8. Federal agencies should provide state, territorial, local, and
tribal government officials with accessible and clear information on
available federal resources and programs and the most effective
utilization of those resources in disaster recovery. WGA has worked
with federal partners to improve interagency coordination on post-
wildfire restoration work, including a roadmap of assistance available
to communities affected by wildfire and identification of
``navigators'' to help communities prioritize post-wildfire restoration
needs. Western Governors urge the federal government to prioritize the
funding of these important efforts, as they should have a positive
effect on maximizing the value of restoration work and, more
importantly, addressing the needs of communities affected by wildfire.
9. Western Governors recognize that while aid may be provided
following a disaster, the event itself could be avoided or minimized if
resources were directed to pre-disaster mitigation efforts. Rebuilding
is too-often provided in a delayed fashion or conducted without
safeguards necessary to prevent future disaster-related damages. This
compounds the vulnerability of western communities and resources in the
face of disasters. Federal legislation should reconsider the important
role of pre-disaster mitigation that reduces the risk and minimizes the
effects of disasters and emergencies. When possible, pre-disaster
mitigation should be incentivized at the state and local levels.

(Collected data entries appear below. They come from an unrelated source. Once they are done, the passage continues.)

//! Temperature series analysis.
//!
//! Every function borrows its input and returns freshly computed values.

use crate::model::{
    CitySummary, DayLookup, DayOfYearStats, DayStats, Observation, SeasonalStats, UnionRow,
    WindowedRow,
};
use crate::stats::{Accumulator, fit_line, rolling_stats};
use chrono::Datelike;
use std::collections::{BTreeMap, BTreeSet, HashMap};
use thiserror::Error;

/// Default rolling window size, in observations.
pub const DEFAULT_WINDOW: usize = 30;

/// Number of rolling standard deviations beyond which a temperature is anomalous.
const ANOMALY_N_STD: f64 = 2.0;

#[derive(Debug, Error, PartialEq)]
pub enum AnalysisError {
    #[error("window size must be positive, but is {0}")]
    InvalidWindow(usize),

    #[error("series must contain at least one observation")]
    InsufficientData,

    #[error("series must contain a single city, but contains {0:?}")]
    MixedCities(Vec<String>),
}

pub type Result<T> = std::result::Result<T, AnalysisError>;

/// Compute rolling statistics, anomaly flags and a linear trend for a single-city series.
///
/// Rows are returned in chronological order; ties keep their input order.
///
/// # Errors
/// Returns [`AnalysisError::InvalidWindow`] if `window` is zero,
/// [`AnalysisError::InsufficientData`] if `series` is empty
/// and [`AnalysisError::MixedCities`] if `series` spans more than one city.
pub fn compute_window_stats(series: &[Observation], window: usize) -> Result<Vec<WindowedRow>> {
    if window == 0 {
        return Err(AnalysisError::InvalidWindow(window));
    }
    if series.is_empty() {
        return Err(AnalysisError::InsufficientData);
    }
    let cities: BTreeSet<&str> = series.iter().map(|obs| obs.city.as_str()).collect();
    if cities.len() > 1 {
        let cities = cities.into_iter().map(str::to_string).collect();
        return Err(AnalysisError::MixedCities(cities));
    }

    let mut sorted = series.to_vec();
    sorted.sort_by_key(|obs| obs.timestamp);

    let temps: Vec<f64> = sorted.iter().map(|obs| obs.temperature).collect();
    let win_stats = rolling_stats(&temps, window);

    let t_min = sorted[0].timestamp;
    let day_numbers: Vec<i64> = sorted
        .iter()
        .map(|obs| (obs.timestamp - t_min).num_days())
        .collect();
    let days: Vec<f64> = day_numbers.iter().map(|&day| day as f64).collect();
    let fit = fit_line(&days, &temps).ok_or(AnalysisError::InsufficientData)?;

    let rows = sorted
        .into_iter()
        .zip(win_stats)
        .zip(day_numbers)
        .map(|((obs, stats), day_number)| {
            let rolling_mean = stats.map(|s| s.mean);
            let rolling_std = stats.and_then(|s| s.std_dev);
            let anomaly = match (rolling_mean, rolling_std) {
                (Some(mean), Some(std)) => {
                    obs.temperature > mean + ANOMALY_N_STD * std
                        || obs.temperature < mean - ANOMALY_N_STD * std
                }
                _ => false,
            };
            WindowedRow {
                obs,
                rolling_mean,
                rolling_std,
                anomaly,
                day_number,
                trend: fit.eval(day_number as f64),
            }
        })
        .collect();

    Ok(rows)
}

/// Compute mean and sample standard deviation of temperature per (city, season).
///
/// Groups are ordered by city, then season.
pub fn compute_seasonal_stats(series: &[Observation]) -> Vec<SeasonalStats> {
    let mut groups: BTreeMap<(&str, &str), Accumulator> = BTreeMap::new();
    for obs in series {
        groups
            .entry((obs.city.as_str(), obs.season.as_str()))
            .or_insert_with(Accumulator::new)
            .add(obs.temperature);
    }

    groups
        .into_iter()
        .filter_map(|((city, season), acc)| {
            let report = acc.report()?;
            Some(SeasonalStats {
                city: city.to_string(),
                season: season.to_string(),
                count: report.n_vals,
                mean: report.mean,
                std: report.std_dev,
            })
        })
        .collect()
}

/// Split a series into single-city slices, ordered by city name.
///
/// Observations keep their relative order within each city.
pub fn partition_by_city(series: &[Observation]) -> BTreeMap<String, Vec<Observation>> {
    let mut cities: BTreeMap<String, Vec<Observation>> = BTreeMap::new();
    for obs in series {
        cities.entry(obs.city.clone()).or_default().push(obs.clone());
    }
    cities
}

/// Outcome of joining one (city, season) key of the windowed rows.
#[derive(Debug, Clone, Copy, PartialEq)]
enum JoinOutcome<'a> {
    Matched(&'a SeasonalStats),
    WindowOnly,
}

/// Join per-city window statistics with seasonal statistics on (city, season).
///
/// The series is partitioned by city before the window analysis, so rolling
/// windows and trends never blend cities. Rows whose (city, season) has no
/// seasonal counterpart are dropped.
///
/// # Errors
/// Returns [`AnalysisError::InvalidWindow`] if `window` is zero
/// and [`AnalysisError::InsufficientData`] if `series` is empty.
pub fn combine(series: &[Observation], window: usize) -> Result<Vec<UnionRow>> {
    if window == 0 {
        return Err(AnalysisError::InvalidWindow(window));
    }
    if series.is_empty() {
        return Err(AnalysisError::InsufficientData);
    }

    let seasonal = compute_seasonal_stats(series);
    let seasonal_idx: HashMap<(&str, &str), &SeasonalStats> = seasonal
        .iter()
        .map(|stats| ((stats.city.as_str(), stats.season.as_str()), stats))
        .collect();

    let mut windowed = Vec::with_capacity(series.len());
    for (city, city_series) in partition_by_city(series) {
        let rows = compute_window_stats(&city_series, window)?;
        log::debug!("computed {} windowed rows for {city}", rows.len());
        windowed.extend(rows);
    }

    let mut union = Vec::with_capacity(windowed.len());
    let mut n_dropped = 0;
    for row in windowed {
        let key = (row.obs.city.as_str(), row.obs.season.as_str());
        let outcome = match seasonal_idx.get(&key) {
            Some(&stats) => JoinOutcome::Matched(stats),
            None => JoinOutcome::WindowOnly,
        };
        match outcome {
            JoinOutcome::Matched(stats) => union.push(UnionRow {
                mean: stats.mean,
                std: stats.std,
                row,
            }),
            JoinOutcome::WindowOnly => n_dropped += 1,
        }
    }
    if n_dropped > 0 {
        log::debug!("dropped {n_dropped} rows without seasonal statistics");
    }

    Ok(union)
}

/// Compute the historical temperature range and mean of `city` per day-of-year.
///
/// Observations from all years are pooled by calendar ordinal (1..=366).
pub fn day_of_year_profile(series: &[Observation], city: &str) -> DayOfYearStats {
    let mut accs: BTreeMap<u32, Accumulator> = BTreeMap::new();
    for obs in series.iter().filter(|obs| obs.city == city) {
        accs.entry(obs.timestamp.ordinal())
            .or_insert_with(Accumulator::new)
            .add(obs.temperature);
    }

    let days = accs
        .into_iter()
        .filter_map(|(day, acc)| {
            let report = acc.report()?;
            Some((
                day,
                DayStats {
                    min: report.min,
                    max: report.max,
                    mean: report.mean,
                    count: report.n_vals,
                },
            ))
        })
        .collect();

    DayOfYearStats {
        city: city.to_string(),
        days,
    }
}

/// Look up the historical range and average of a day-of-year.
///
/// Both fields are `None` if the profile has no observation on that exact day.
pub fn query(profile: &DayOfYearStats, day_of_year: u32) -> DayLookup {
    match profile.days.get(&day_of_year) {
        Some(stats) => DayLookup {
            range: Some((stats.min, stats.max)),
            average: Some(stats.mean),
        },
        None => DayLookup {
            range: None,
            average: None,
        },
    }
}

/// Compute count, mean and extrema of the temperatures of `city`.
///
/// # Errors
/// Returns [`AnalysisError::InsufficientData`] if `city` has no observations.
pub fn summarize_city(series: &[Observation], city: &str) -> Result<CitySummary> {
    let mut acc = Accumulator::new();
    series
        .iter()
        .filter(|obs| obs.city == city)
        .for_each(|obs| acc.add(obs.temperature));

    let report = acc.report().ok_or(AnalysisError::InsufficientData)?;
    Ok(CitySummary {
        count: report.n_vals,
        mean: report.mean,
        min: report.min,
        max: report.max,
    })
}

Additionally, some western and midwestern states are at risk of
catastrophic earthquake. Mitigation assistance beyond that currently
administered by FEMA is needed. Finally, mitigation funds tied to Fire
Management Assistance Grant (FMAG) declarations assist fire-ravaged
communities. The FMAG and Hazard Mitigation Grant Program (HMGP) Post
Fire Grant programs should be continued.
10. Western Governors encourage the Administration to consider
actions to increase communication between and cohesion of federal
agencies in disaster and emergency response. The Executive Branch
should consider placing FEMA in the lead role to coordinate
communication between and cohesion of federal agencies in disaster and
emergency response. Strengthening federal emergency management
processes to promote single, comprehensive points of contact would
streamline state-federal coordination and help ensure states and
territories can allocate resources where they are most needed. Western
Governors support the consideration of a national emergency management
strategy to provide consistent lines of communication between federal,
state, territorial, local and tribal governments.
11. Federal agencies should seek to eliminate duplicative
administrative processes to streamline post-disaster assistance.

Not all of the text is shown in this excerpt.